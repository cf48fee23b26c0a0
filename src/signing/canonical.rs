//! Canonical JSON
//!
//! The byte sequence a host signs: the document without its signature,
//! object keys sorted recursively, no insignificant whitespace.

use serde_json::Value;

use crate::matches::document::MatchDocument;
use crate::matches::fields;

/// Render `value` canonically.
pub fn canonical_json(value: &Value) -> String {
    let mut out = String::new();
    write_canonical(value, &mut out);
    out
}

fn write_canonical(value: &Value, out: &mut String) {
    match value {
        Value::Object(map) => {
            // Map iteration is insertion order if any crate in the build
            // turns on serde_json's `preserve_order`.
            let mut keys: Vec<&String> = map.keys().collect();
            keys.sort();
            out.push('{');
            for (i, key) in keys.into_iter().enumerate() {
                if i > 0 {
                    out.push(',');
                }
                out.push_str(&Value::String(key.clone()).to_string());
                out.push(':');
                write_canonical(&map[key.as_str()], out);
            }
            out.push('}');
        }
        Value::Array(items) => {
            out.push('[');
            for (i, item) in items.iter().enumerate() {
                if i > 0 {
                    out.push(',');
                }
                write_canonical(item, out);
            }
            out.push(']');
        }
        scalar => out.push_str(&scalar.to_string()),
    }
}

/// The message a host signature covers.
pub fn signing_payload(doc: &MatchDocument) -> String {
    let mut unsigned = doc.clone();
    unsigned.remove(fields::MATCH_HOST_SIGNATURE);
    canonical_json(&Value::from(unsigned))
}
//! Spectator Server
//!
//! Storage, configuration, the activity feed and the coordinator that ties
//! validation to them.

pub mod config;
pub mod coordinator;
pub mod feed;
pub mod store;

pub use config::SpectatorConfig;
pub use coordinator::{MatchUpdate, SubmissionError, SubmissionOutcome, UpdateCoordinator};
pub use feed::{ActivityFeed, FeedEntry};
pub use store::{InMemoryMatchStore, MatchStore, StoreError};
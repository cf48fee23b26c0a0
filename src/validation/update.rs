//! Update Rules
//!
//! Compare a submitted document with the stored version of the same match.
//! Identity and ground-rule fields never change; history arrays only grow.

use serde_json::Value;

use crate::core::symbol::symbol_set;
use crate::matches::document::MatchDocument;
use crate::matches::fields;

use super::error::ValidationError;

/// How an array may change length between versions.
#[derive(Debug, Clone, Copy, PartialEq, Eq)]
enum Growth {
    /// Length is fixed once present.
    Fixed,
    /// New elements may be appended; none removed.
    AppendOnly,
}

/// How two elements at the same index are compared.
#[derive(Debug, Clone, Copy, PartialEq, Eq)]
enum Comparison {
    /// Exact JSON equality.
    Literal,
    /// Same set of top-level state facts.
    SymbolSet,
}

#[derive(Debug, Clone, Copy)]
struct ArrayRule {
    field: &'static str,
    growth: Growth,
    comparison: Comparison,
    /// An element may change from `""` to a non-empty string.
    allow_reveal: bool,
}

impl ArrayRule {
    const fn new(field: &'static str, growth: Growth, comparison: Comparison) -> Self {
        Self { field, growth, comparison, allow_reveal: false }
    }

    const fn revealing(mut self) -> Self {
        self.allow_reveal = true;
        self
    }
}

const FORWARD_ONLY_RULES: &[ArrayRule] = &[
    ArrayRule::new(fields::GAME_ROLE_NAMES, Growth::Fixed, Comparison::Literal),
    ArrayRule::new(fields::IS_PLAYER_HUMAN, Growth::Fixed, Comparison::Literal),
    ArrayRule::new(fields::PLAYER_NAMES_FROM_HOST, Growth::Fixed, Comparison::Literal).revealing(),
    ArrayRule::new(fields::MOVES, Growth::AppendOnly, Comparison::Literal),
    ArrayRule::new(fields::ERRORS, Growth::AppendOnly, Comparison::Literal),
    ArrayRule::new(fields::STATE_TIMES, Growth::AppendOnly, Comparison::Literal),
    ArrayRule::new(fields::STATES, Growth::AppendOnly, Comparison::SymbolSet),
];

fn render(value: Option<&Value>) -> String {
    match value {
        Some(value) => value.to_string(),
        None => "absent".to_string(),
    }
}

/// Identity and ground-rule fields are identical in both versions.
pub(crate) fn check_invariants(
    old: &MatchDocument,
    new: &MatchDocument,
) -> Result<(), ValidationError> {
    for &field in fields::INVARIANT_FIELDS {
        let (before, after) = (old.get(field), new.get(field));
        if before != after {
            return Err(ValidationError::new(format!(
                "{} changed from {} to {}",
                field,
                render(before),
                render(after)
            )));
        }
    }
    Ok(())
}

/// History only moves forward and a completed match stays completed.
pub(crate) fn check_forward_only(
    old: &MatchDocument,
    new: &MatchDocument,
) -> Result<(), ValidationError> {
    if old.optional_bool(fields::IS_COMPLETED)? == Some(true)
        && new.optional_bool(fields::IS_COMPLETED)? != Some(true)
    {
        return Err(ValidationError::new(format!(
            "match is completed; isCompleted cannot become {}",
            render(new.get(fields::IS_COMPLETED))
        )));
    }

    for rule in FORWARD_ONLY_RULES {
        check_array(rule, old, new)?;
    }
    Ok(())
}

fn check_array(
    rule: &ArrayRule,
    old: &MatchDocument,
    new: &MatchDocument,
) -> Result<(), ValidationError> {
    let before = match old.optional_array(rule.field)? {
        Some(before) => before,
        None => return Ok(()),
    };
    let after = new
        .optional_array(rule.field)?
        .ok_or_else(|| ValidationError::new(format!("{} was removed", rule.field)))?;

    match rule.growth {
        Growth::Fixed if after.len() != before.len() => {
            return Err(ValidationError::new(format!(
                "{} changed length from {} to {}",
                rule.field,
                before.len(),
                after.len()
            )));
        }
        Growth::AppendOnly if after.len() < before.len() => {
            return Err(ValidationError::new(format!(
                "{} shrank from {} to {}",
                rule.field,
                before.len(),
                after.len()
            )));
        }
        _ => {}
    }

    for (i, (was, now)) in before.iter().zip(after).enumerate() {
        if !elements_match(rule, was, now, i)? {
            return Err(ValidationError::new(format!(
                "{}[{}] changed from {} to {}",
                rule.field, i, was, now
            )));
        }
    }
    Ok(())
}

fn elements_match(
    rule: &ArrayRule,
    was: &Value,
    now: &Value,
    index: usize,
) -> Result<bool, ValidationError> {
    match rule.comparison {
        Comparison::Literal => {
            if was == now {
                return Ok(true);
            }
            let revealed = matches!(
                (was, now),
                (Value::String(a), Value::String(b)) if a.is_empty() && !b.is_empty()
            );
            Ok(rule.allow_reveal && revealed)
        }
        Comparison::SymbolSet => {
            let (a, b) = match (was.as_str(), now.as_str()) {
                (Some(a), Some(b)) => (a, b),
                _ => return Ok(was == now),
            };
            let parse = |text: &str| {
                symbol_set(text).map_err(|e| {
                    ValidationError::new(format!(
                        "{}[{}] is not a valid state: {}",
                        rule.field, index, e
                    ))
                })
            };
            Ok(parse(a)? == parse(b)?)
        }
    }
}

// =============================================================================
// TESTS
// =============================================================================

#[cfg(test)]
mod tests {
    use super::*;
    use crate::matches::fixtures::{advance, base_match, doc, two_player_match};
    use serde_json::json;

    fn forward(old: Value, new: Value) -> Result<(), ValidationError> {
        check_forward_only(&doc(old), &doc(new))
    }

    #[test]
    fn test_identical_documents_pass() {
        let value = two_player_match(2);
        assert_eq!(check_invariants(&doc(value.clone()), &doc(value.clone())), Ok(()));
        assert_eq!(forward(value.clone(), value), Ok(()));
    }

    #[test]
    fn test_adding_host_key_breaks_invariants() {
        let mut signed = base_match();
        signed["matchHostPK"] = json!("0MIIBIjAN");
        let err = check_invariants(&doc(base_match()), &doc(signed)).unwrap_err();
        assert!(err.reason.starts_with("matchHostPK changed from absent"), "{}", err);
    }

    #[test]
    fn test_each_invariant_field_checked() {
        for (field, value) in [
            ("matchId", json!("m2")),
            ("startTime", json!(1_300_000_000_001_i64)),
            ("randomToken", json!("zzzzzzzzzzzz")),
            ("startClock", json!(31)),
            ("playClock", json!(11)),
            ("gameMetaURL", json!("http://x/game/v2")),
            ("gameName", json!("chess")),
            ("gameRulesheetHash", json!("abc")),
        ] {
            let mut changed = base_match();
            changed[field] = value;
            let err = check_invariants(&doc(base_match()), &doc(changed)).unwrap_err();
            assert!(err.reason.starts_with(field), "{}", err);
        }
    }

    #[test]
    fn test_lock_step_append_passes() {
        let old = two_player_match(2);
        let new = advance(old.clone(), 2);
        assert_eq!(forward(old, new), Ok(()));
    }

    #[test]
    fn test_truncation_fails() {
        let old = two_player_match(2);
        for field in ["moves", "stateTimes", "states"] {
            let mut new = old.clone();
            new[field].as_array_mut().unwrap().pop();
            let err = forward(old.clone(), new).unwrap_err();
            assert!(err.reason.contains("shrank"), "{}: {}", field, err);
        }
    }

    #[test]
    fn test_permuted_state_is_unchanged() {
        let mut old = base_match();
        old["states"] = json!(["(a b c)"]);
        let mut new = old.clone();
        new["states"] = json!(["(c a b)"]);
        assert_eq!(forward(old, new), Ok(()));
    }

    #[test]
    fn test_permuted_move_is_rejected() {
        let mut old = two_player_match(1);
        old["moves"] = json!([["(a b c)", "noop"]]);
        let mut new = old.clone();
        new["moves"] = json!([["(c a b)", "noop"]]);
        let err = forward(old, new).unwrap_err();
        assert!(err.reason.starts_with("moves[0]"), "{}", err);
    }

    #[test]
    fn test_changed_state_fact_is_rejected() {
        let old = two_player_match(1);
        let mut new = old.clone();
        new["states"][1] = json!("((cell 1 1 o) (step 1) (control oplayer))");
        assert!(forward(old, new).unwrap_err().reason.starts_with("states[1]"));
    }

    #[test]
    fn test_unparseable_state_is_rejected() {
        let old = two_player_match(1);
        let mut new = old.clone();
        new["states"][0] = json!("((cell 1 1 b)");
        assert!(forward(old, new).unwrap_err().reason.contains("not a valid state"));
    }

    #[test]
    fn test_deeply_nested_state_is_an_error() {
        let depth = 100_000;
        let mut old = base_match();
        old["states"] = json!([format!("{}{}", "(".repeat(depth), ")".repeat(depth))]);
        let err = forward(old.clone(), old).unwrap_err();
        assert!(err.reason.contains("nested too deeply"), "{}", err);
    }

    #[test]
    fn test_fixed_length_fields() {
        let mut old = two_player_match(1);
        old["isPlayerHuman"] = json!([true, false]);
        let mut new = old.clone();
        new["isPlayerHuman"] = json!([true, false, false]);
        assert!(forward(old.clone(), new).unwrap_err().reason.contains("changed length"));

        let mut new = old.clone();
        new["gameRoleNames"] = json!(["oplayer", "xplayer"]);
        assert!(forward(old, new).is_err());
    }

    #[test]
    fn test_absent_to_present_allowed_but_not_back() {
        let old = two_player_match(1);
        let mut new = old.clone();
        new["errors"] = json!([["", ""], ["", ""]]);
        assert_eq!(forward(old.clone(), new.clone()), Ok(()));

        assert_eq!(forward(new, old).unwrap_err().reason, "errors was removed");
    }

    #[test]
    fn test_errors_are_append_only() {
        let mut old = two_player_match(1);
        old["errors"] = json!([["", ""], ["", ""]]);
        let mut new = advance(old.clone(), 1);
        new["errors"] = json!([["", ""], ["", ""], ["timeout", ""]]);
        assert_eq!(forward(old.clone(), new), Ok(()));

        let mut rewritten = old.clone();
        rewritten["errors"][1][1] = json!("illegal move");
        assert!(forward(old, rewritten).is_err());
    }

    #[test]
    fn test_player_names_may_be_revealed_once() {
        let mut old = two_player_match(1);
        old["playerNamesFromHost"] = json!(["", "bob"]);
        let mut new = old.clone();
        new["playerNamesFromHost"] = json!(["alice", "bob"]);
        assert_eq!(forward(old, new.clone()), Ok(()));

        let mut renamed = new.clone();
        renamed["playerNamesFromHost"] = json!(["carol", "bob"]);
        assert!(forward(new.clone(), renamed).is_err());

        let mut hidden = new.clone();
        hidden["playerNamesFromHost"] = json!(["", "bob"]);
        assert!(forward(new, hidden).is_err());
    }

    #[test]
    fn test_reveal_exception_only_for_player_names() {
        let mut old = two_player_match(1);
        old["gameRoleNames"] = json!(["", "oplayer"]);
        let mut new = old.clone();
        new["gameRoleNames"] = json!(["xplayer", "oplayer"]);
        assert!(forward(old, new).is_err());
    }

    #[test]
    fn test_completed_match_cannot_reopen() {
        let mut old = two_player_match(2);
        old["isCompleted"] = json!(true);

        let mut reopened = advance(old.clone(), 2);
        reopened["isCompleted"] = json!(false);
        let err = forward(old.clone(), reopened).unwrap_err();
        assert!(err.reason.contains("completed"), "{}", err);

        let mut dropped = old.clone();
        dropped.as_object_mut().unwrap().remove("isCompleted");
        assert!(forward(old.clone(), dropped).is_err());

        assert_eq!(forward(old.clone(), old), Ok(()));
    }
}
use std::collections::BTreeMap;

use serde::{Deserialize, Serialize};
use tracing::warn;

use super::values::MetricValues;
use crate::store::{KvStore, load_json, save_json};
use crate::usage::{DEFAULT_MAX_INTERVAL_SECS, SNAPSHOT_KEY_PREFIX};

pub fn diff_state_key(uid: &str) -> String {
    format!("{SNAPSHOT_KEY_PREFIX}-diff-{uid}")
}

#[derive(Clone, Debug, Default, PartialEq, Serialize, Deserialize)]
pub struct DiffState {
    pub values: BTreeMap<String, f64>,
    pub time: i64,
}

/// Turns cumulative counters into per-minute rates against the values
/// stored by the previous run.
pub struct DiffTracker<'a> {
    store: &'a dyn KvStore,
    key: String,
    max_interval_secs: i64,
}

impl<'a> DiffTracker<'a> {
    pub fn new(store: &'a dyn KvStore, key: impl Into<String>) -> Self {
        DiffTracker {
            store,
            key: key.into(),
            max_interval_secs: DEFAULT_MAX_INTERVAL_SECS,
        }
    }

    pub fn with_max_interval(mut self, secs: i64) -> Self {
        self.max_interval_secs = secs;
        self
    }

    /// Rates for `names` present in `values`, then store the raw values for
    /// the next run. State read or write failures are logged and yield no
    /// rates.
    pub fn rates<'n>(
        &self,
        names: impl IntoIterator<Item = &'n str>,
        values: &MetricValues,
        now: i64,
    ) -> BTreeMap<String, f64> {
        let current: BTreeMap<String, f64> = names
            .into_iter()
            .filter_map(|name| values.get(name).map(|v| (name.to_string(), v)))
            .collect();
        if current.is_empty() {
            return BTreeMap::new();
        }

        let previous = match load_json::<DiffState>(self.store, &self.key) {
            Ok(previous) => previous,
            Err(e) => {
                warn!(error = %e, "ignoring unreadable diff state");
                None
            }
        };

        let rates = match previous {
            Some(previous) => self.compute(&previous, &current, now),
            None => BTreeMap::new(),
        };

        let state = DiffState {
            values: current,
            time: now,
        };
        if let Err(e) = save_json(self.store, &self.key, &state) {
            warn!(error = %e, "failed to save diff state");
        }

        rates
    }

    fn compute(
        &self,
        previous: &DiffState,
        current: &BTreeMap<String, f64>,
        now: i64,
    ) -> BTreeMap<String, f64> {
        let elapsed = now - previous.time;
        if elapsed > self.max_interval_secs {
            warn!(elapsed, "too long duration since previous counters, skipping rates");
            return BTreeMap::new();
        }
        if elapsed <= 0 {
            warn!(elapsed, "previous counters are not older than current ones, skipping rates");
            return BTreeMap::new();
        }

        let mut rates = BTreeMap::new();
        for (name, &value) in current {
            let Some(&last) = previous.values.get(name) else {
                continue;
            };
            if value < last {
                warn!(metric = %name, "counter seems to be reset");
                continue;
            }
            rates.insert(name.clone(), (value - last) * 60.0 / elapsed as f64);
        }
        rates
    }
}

------------

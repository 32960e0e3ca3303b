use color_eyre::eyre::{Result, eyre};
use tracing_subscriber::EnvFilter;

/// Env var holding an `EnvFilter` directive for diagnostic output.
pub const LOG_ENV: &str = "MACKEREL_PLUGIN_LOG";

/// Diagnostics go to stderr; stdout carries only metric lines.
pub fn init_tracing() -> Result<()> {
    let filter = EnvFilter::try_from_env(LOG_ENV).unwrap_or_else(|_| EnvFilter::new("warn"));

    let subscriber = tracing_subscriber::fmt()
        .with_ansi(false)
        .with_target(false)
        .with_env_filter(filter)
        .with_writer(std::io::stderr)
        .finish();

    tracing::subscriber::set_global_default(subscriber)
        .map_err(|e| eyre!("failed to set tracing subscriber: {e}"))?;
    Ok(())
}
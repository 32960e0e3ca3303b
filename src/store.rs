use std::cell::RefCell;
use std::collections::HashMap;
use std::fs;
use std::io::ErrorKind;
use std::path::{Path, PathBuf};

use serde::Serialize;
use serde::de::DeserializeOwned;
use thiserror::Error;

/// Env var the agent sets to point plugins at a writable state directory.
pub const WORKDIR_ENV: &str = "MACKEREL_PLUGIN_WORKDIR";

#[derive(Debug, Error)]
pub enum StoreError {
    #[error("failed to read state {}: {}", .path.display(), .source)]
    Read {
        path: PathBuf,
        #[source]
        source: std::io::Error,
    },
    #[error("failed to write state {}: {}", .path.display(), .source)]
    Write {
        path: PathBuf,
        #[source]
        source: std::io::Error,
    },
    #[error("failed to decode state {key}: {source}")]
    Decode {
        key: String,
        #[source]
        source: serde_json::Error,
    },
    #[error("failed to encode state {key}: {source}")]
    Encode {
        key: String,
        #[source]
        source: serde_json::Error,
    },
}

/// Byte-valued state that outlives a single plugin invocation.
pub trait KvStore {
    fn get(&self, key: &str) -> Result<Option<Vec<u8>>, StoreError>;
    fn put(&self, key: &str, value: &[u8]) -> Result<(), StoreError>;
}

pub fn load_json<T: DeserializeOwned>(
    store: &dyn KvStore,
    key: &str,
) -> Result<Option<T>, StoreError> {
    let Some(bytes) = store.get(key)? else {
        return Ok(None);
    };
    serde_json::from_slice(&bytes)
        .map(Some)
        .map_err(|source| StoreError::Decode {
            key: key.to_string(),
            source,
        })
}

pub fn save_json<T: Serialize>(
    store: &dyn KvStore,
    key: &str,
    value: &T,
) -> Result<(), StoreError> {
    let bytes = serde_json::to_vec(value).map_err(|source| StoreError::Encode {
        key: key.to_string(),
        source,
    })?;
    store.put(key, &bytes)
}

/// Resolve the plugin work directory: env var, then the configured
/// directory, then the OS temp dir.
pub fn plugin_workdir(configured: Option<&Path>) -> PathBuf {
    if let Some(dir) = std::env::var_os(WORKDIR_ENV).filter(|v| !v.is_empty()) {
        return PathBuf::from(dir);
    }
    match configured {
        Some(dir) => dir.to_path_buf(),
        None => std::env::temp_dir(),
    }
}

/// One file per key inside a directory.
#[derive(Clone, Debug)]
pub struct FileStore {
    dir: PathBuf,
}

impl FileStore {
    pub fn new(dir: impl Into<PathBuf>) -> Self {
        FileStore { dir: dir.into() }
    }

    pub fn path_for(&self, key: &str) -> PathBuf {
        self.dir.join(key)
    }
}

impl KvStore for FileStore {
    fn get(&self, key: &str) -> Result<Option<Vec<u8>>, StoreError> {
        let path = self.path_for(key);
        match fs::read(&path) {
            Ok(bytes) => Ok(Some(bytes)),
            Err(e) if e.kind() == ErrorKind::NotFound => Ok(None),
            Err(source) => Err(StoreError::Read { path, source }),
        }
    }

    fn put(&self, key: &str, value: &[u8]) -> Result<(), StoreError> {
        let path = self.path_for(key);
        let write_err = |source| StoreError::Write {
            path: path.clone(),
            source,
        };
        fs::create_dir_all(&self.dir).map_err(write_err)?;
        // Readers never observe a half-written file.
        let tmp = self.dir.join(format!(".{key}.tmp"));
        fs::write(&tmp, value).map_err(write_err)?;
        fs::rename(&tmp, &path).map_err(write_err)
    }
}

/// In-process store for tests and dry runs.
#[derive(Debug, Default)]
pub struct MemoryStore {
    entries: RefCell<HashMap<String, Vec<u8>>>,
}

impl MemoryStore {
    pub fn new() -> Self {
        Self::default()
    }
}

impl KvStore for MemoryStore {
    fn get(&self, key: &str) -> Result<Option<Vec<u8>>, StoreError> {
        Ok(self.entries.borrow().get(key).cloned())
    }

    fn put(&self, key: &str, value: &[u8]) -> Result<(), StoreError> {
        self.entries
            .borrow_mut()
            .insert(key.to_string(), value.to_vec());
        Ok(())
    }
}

------------

TASK GOAL
Working through the records, find each line containing the word "then" and copy it.

RESULT FOR THIS EXERCISE
    /// Rates for `names` present in `values`, then store the raw values for
/// Resolve the plugin work directory: env var, then the configured
/// directory, then the OS temp dir.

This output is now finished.